» **WHAT TO DO**
Repeat, exactly as written, the lines of the records below from the first through the line with "a warning; a", but none past it.

### PROVIDED INFORMATION

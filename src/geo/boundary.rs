//! Named administrative boundary polygons: GeoJSON loading, name-keyed
//! and point-based lookup, and a process-wide single-flight cache.

use std::collections::HashMap;
use std::sync::Arc;

use async_trait::async_trait;
use once_cell::sync::Lazy;
use serde::{Deserialize, Serialize};
use serde_json::Value;
use tokio::sync::{Mutex, OnceCell};
use tracing::{debug, info, warn};

use crate::error::{QcError, Result};
use crate::geo::{self, Geometry};

/// Property keys consulted, in order, for a feature's display name.
/// Sources vary: plain GeoJSON exports, GRID3 admin dumps, QGIS exports.
const NAME_PROPERTY_KEYS: &[&str] = &[
    "name",
    "Name",
    "NAME",
    "lga_name",
    "LGA_NAME",
    "shapeName",
    "admin2Name",
    "ADM2_EN",
];

/// One named administrative area with its precomputed centroid.
#[derive(Debug, Clone, PartialEq, Serialize, Deserialize)]
pub struct BoundaryPolygon {
    pub name: String,
    pub geometry: Geometry,
    /// `[lat, lng]`, area-weighted across rings (holes subtract).
    pub centroid: [f64; 2],
}

/// Read-only collection of named boundary polygons. Built once from a
/// source, never mutated afterwards.
#[derive(Debug)]
pub struct BoundaryIndex {
    polygons: Vec<BoundaryPolygon>,
}

impl BoundaryIndex {
    /// Parse a GeoJSON-like FeatureCollection. Features without a usable
    /// name or with a non-areal geometry are skipped with a warning; a
    /// source yielding no polygons at all is an error, because callers
    /// must be able to distinguish "failed to load" from "nothing
    /// configured".
    pub fn from_geojson(bytes: &[u8]) -> Result<Self> {
        let doc: Value = serde_json::from_slice(bytes)?;
        let features = doc
            .get("features")
            .and_then(|f| f.as_array())
            .ok_or_else(|| QcError::BoundarySource {
                message: "source has no features array".to_string(),
            })?;

        let mut polygons = Vec::new();
        for feature in features {
            let Some(geometry_value) = feature.get("geometry") else {
                continue;
            };
            let geometry: Geometry = match serde_json::from_value(geometry_value.clone()) {
                Ok(geometry) => geometry,
                Err(_) => {
                    warn!("skipping feature with non-polygon geometry");
                    continue;
                }
            };
            let name = feature
                .get("properties")
                .and_then(|properties| {
                    NAME_PROPERTY_KEYS
                        .iter()
                        .find_map(|key| properties.get(*key).and_then(|v| v.as_str()))
                })
                .map(str::trim)
                .unwrap_or("");
            if name.is_empty() {
                warn!("skipping boundary feature without a display name");
                continue;
            }
            let centroid = geo::centroid(&geometry);
            polygons.push(BoundaryPolygon {
                name: name.to_string(),
                geometry,
                centroid,
            });
        }

        if polygons.is_empty() {
            return Err(QcError::BoundarySource {
                message: "source contained no named polygon features".to_string(),
            });
        }
        info!(count = polygons.len(), "loaded boundary polygons");
        Ok(Self { polygons })
    }

    pub fn polygons(&self) -> &[BoundaryPolygon] {
        &self.polygons
    }

    /// Case-insensitive name lookup.
    pub fn find_by_name(&self, name: &str) -> Option<&BoundaryPolygon> {
        let needle = name.trim().to_lowercase();
        if needle.is_empty() {
            return None;
        }
        self.polygons
            .iter()
            .find(|polygon| polygon.name.to_lowercase() == needle)
    }

    /// Linear scan over all polygons; ties between overlapping polygons
    /// resolve by input order, not by area.
    pub fn find_containing(&self, lat: f64, lng: f64) -> Option<&BoundaryPolygon> {
        self.polygons
            .iter()
            .find(|polygon| geo::point_in_feature(lng, lat, &polygon.geometry))
    }
}

/// Fetches raw boundary bytes for a source string. Seam for tests to
/// inject in-memory sources.
#[async_trait]
pub trait BoundaryFetcher: Send + Sync {
    async fn fetch(&self, source: &str) -> Result<Vec<u8>>;
}

/// Default fetcher: `http(s)://` sources via reqwest, everything else
/// read as a file path.
pub struct DefaultFetcher;

#[async_trait]
impl BoundaryFetcher for DefaultFetcher {
    async fn fetch(&self, source: &str) -> Result<Vec<u8>> {
        if source.starts_with("http://") || source.starts_with("https://") {
            debug!(source, "fetching boundary source over HTTP");
            let response = reqwest::get(source).await?;
            if !response.status().is_success() {
                return Err(QcError::BoundarySource {
                    message: format!("{} returned {}", source, response.status()),
                });
            }
            Ok(response.bytes().await?.to_vec())
        } else {
            tokio::fs::read(source)
                .await
                .map_err(|e| QcError::BoundarySource {
                    message: format!("failed to read {}: {}", source, e),
                })
        }
    }
}

type Slot = Arc<OnceCell<Arc<BoundaryIndex>>>;

/// Single-flight cache of loaded boundary indexes keyed by source. The
/// first caller for a source performs the fetch; concurrent callers for
/// the same source await that same initialization (cache-or-wait, not
/// cache-or-reload). Failed loads are not cached, so a retry re-fetches.
pub struct BoundaryCache {
    slots: Mutex<HashMap<String, Slot>>,
}

impl BoundaryCache {
    pub fn new() -> Self {
        Self {
            slots: Mutex::new(HashMap::new()),
        }
    }

    pub async fn load(&self, source: &str) -> Result<Arc<BoundaryIndex>> {
        self.load_with(source, &DefaultFetcher).await
    }

    pub async fn load_with(
        &self,
        source: &str,
        fetcher: &dyn BoundaryFetcher,
    ) -> Result<Arc<BoundaryIndex>> {
        let slot = {
            let mut slots = self.slots.lock().await;
            slots
                .entry(source.to_string())
                .or_insert_with(|| Arc::new(OnceCell::new()))
                .clone()
        };
        let index = slot
            .get_or_try_init(|| async {
                debug!(source, "loading boundary polygons");
                let bytes = fetcher.fetch(source).await?;
                BoundaryIndex::from_geojson(&bytes).map(Arc::new)
            })
            .await?;
        Ok(index.clone())
    }
}

impl Default for BoundaryCache {
    fn default() -> Self {
        Self::new()
    }
}

/// Process-wide cache used by production callers; lives for the process
/// lifetime. Tests construct their own [`BoundaryCache`] for isolation.
static BOUNDARY_CACHE: Lazy<BoundaryCache> = Lazy::new(BoundaryCache::new);

/// Load-once, read-many convenience over the process-wide cache.
pub async fn load_boundaries(source: &str) -> Result<Arc<BoundaryIndex>> {
    BOUNDARY_CACHE.load(source).await
}

#[cfg(test)]
mod tests {
    use super::*;
    use serde_json::json;

    fn sample_collection() -> Vec<u8> {
        json!({
            "type": "FeatureCollection",
            "features": [
                {
                    "type": "Feature",
                    "properties": {"lga_name": "Ijebu East"},
                    "geometry": {
                        "type": "Polygon",
                        "coordinates": [[[3.9, 6.7], [4.1, 6.7], [4.1, 6.9], [3.9, 6.9], [3.9, 6.7]]]
                    }
                },
                {
                    "type": "Feature",
                    "properties": {"lga_name": "Ijebu North"},
                    "geometry": {
                        "type": "Polygon",
                        "coordinates": [[[3.9, 6.9], [4.1, 6.9], [4.1, 7.1], [3.9, 7.1], [3.9, 6.9]]]
                    }
                }
            ]
        })
        .to_string()
        .into_bytes()
    }

    #[test]
    fn loads_named_polygons() {
        let index = BoundaryIndex::from_geojson(&sample_collection()).unwrap();
        assert_eq!(index.polygons().len(), 2);
        let polygon = index.find_by_name("ijebu east").unwrap();
        assert_eq!(polygon.name, "Ijebu East");
        // Centroid of the 0.2-degree square around (6.8, 4.0).
        assert!((polygon.centroid[0] - 6.8).abs() < 1e-9);
        assert!((polygon.centroid[1] - 4.0).abs() < 1e-9);
    }

    #[test]
    fn find_by_name_misses_are_none() {
        let index = BoundaryIndex::from_geojson(&sample_collection()).unwrap();
        assert!(index.find_by_name("Ijebu Ode").is_none());
        assert!(index.find_by_name("").is_none());
    }

    #[test]
    fn find_containing_scans_in_input_order() {
        let index = BoundaryIndex::from_geojson(&sample_collection()).unwrap();
        let hit = index.find_containing(6.8, 4.0).unwrap();
        assert_eq!(hit.name, "Ijebu East");
        assert!(index.find_containing(0.0, 0.0).is_none());
    }

    #[test]
    fn empty_feature_collection_is_an_error() {
        let empty = json!({"type": "FeatureCollection", "features": []}).to_string();
        assert!(BoundaryIndex::from_geojson(empty.as_bytes()).is_err());
    }

    #[test]
    fn missing_features_array_is_an_error() {
        assert!(BoundaryIndex::from_geojson(b"{\"type\": \"FeatureCollection\"}").is_err());
    }
}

######

» **TASK RESPONSE**
filename src/geo/boundary.rs
//! Named administrative boundary polygons: GeoJSON loading, name-keyed
//! and point-based lookup, and a process-wide single-flight cache.

use std::collections::HashMap;
use std::sync::Arc;

use async_trait::async_trait;
use once_cell::sync::Lazy;
use serde::{Deserialize, Serialize};
use serde_json::Value;
use tokio::sync::{Mutex, OnceCell};
use tracing::{debug, info, warn};

use crate::error::{QcError, Result};
use crate::geo::{self, Geometry};

/// Property keys consulted, in order, for a feature's display name.
/// Sources vary: plain GeoJSON exports, GRID3 admin dumps, QGIS exports.
const NAME_PROPERTY_KEYS: &[&str] = &[
    "name",
    "Name",
    "NAME",
    "lga_name",
    "LGA_NAME",
    "shapeName",
    "admin2Name",
    "ADM2_EN",
];

/// One named administrative area with its precomputed centroid.
#[derive(Debug, Clone, PartialEq, Serialize, Deserialize)]
pub struct BoundaryPolygon {
    pub name: String,
    pub geometry: Geometry,
    /// `[lat, lng]`, area-weighted across rings (holes subtract).
    pub centroid: [f64; 2],
}

/// Read-only collection of named boundary polygons. Built once from a
/// source, never mutated afterwards.
#[derive(Debug)]
pub struct BoundaryIndex {
    polygons: Vec<BoundaryPolygon>,
}

impl BoundaryIndex {
    /// Parse a GeoJSON-like FeatureCollection. Features without a usable
    /// name or with a non-areal geometry are skipped with a warning; a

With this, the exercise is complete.